- Born: José Bódalo Zúffoli March 24, 1916 Córdoba, Argentina
- Died: July 24, 1985 (aged 69) Madrid, Spain
- Occupation: Actor
- Years active: 1930–1985
- Spouse: Alicia Fernández Tomás
- Children: 2

= José Bódalo =

Spanish actor (1916–1985)

José Bódalo Zúffoli (March 24, 1916 – July 24, 1985) was a Spanish film actor.

==Biography==
Bódalo was born in Córdoba, Argentina, the son of Rome-born actress Eugenia Zúffoli and Spanish actor and singer José Bódalo, Sr. His birth in Argentina coincided with his family's artistic tour, but he soon moved to Madrid, where he began studying medicine. He made over 120 film and TV appearances between 1930 and his death in 1985.

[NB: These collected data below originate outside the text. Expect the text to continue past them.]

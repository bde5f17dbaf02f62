//! Runtime readiness state machine.
//!
//! # State Machine
//!
//! ```text
//! ┌───────────────┐  begin  ┌──────────────┐  complete  ┌───────┐
//! │ Uninitialized │────────>│ Initializing │───────────>│ Ready │
//! └───────────────┘         └──────────────┘            └───────┘
//!                                  │
//!                                  │ fail
//!                                  ↓
//!                             ┌────────┐
//!                             │ Failed │
//!                             └────────┘
//! ```
//!
//! `Ready` and `Failed` are terminal. Nothing resets the machine.
//!
//! [`Readiness`] is the pure machine. [`ReadinessTracker`] publishes every
//! transition over a watch channel, and [`ReadinessGate`] is the read side
//! that consumers clone and wait on.

use tokio::sync::watch;

use crate::error::{InitError, ReadinessError};

/// Readiness of the process runtime.
#[derive(Debug, Clone, PartialEq, Eq, Default)]
pub enum ReadinessState {
    /// Nothing has started.
    #[default]
    Uninitialized,
    /// Setup steps are running.
    Initializing,
    /// All setup steps succeeded.
    Ready,
    /// A setup step failed.
    Failed {
        /// Failure description.
        reason: String,
    },
}

impl ReadinessState {
    /// `Ready` or `Failed`.
    pub fn is_terminal(&self) -> bool {
        matches!(self, Self::Ready | Self::Failed { .. })
    }
}

/// Pure readiness state machine.
#[derive(Debug, Clone, Default, PartialEq, Eq)]
pub struct Readiness {
    state: ReadinessState,
}

impl Readiness {
    /// Machine in `Uninitialized`.
    pub fn new() -> Self {
        Self::default()
    }

    /// Current state.
    pub fn state(&self) -> &ReadinessState {
        &self.state
    }

    /// `Uninitialized → Initializing`.
    pub fn begin(&mut self) -> Result<(), ReadinessError> {
        self.expect_state(&ReadinessState::Uninitialized, "begin")?;
        self.state = ReadinessState::Initializing;
        Ok(())
    }

    /// `Initializing → Ready`.
    pub fn complete(&mut self) -> Result<(), ReadinessError> {
        self.expect_state(&ReadinessState::Initializing, "complete")?;
        self.state = ReadinessState::Ready;
        Ok(())
    }

    /// `Initializing → Failed`.
    pub fn fail(&mut self, reason: impl Into<String>) -> Result<(), ReadinessError> {
        self.expect_state(&ReadinessState::Initializing, "fail")?;
        self.state = ReadinessState::Failed { reason: reason.into() };
        Ok(())
    }

    fn expect_state(
        &self,
        expected: &ReadinessState,
        operation: &'static str,
    ) -> Result<(), ReadinessError> {
        if &self.state == expected {
            Ok(())
        } else {
            Err(ReadinessError::InvalidTransition { from: self.state.clone(), operation })
        }
    }
}

/// Owner of the process readiness state.
///
/// Transitions are applied atomically under the watch channel's lock, so two
/// concurrent `begin` calls cannot both succeed.
#[derive(Debug)]
pub struct ReadinessTracker {
    tx: watch::Sender<Readiness>,
}

impl Default for ReadinessTracker {
    fn default() -> Self {
        Self::new()
    }
}

impl ReadinessTracker {
    /// Tracker in `Uninitialized`.
    pub fn new() -> Self {
        let (tx, _) = watch::channel(Readiness::new());
        Self { tx }
    }

    /// Read side for consumers.
    pub fn gate(&self) -> ReadinessGate {
        ReadinessGate { rx: self.tx.subscribe() }
    }

    /// Snapshot of the current state.
    pub fn state(&self) -> ReadinessState {
        self.tx.borrow().state().clone()
    }

    /// See [`Readiness::begin`].
    pub fn begin(&self) -> Result<(), ReadinessError> {
        self.apply(Readiness::begin)
    }

    /// See [`Readiness::complete`].
    pub fn complete(&self) -> Result<(), ReadinessError> {
        self.apply(Readiness::complete)
    }

    /// See [`Readiness::fail`].
    pub fn fail(&self, reason: impl Into<String>) -> Result<(), ReadinessError> {
        let reason = reason.into();
        self.apply(move |machine| machine.fail(reason))
    }

    fn apply<F>(&self, transition: F) -> Result<(), ReadinessError>
    where
        F: FnOnce(&mut Readiness) -> Result<(), ReadinessError>,
    {
        let mut outcome = Ok(());
        self.tx.send_if_modified(|machine| match transition(machine) {
            Ok(()) => true,
            Err(e) => {
                outcome = Err(e);
                false
            },
        });
        outcome
    }
}

/// Cloneable read side of the readiness state.
#[derive(Debug, Clone)]
pub struct ReadinessGate {
    rx: watch::Receiver<Readiness>,
}

impl ReadinessGate {
    /// Snapshot of the current state.
    pub fn state(&self) -> ReadinessState {
        self.rx.borrow().state().clone()
    }

    /// True once the runtime reached `Ready`.
    pub fn is_ready(&self) -> bool {
        matches!(self.rx.borrow().state(), ReadinessState::Ready)
    }

    /// Suspend until the runtime reaches a terminal state.
    ///
    /// Returns `Ok(())` for `Ready`. A tracker dropped before reaching a
    /// terminal state yields [`InitError::Abandoned`].
    pub async fn wait(&self) -> Result<(), InitError> {
        let mut rx = self.rx.clone();
        let Ok(machine) = rx.wait_for(|machine| machine.state().is_terminal()).await else {
            return Err(InitError::Abandoned);
        };

        match machine.state() {
            ReadinessState::Ready => Ok(()),
            ReadinessState::Failed { reason } => Err(InitError::Failed { reason: reason.clone() }),
            ReadinessState::Uninitialized | ReadinessState::Initializing => {
                Err(InitError::Abandoned)
            },
        }
    }
}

From the mid to late 1960s he prolifically appeared in Spaghetti Western films which were often Spanish and Italian co produced. He played the role of General Hugo Rodriguez in the 1966 film Django opposite Franco Nero; and also performed in Begin the Beguine, the film that won the 1982 Academy Award for Best Foreign Language Film.

He appeared in many comedy or drama films in Spain but also appeared in many television series particularly after 1970 such as Novela from 1969–1977 and Estudio 1 in the early 1980s.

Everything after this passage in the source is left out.